**INPUT MATERIAL:**
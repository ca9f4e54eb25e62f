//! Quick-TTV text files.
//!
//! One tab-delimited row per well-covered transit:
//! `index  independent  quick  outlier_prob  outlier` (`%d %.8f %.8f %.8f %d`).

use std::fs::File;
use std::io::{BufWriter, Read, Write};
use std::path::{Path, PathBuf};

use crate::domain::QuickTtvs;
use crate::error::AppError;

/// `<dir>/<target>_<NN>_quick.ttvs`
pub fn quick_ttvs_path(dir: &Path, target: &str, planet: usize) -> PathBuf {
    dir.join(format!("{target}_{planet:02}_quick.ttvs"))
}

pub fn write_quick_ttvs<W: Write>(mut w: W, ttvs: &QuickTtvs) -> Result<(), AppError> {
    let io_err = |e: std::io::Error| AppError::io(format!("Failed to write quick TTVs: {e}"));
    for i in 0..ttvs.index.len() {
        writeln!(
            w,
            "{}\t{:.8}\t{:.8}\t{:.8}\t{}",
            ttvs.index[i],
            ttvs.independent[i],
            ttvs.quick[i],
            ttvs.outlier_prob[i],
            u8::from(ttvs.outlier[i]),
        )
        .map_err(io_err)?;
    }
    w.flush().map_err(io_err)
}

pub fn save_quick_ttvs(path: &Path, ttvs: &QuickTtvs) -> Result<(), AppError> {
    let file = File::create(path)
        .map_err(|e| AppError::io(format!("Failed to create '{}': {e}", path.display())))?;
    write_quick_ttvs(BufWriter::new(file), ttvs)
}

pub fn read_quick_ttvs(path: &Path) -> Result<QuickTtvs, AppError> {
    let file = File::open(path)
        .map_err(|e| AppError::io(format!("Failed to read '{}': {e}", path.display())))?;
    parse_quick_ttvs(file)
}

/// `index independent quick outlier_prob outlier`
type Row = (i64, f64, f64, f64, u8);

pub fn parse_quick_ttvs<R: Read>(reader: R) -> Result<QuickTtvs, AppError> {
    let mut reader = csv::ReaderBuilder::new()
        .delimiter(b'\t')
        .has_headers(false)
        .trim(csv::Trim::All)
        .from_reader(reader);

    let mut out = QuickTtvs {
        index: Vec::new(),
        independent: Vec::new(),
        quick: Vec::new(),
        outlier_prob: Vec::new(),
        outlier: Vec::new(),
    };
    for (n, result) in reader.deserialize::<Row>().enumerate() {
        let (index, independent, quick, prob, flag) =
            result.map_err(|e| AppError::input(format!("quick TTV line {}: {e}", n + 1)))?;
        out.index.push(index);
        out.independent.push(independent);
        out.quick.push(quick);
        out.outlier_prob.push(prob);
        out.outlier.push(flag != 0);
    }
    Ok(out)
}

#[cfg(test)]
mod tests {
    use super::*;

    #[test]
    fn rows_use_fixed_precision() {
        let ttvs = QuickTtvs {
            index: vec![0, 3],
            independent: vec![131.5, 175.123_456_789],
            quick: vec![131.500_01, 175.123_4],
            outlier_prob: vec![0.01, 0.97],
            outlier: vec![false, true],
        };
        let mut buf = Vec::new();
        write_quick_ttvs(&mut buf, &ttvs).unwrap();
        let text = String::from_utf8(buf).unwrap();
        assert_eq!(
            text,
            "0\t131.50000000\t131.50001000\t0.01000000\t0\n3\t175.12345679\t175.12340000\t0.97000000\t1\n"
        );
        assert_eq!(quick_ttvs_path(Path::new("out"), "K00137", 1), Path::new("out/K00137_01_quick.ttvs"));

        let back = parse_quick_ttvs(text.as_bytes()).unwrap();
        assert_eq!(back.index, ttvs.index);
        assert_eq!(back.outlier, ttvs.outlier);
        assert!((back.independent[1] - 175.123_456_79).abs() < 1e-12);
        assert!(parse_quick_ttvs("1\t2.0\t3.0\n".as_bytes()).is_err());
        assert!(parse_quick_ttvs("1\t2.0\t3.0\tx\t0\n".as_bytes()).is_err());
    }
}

**ACTIVITY:** Search the entries for the word "false", then copy every line in which it is found.

**RESULT OF THE TASK:**
        .has_headers(false)
            outlier: vec![false, true],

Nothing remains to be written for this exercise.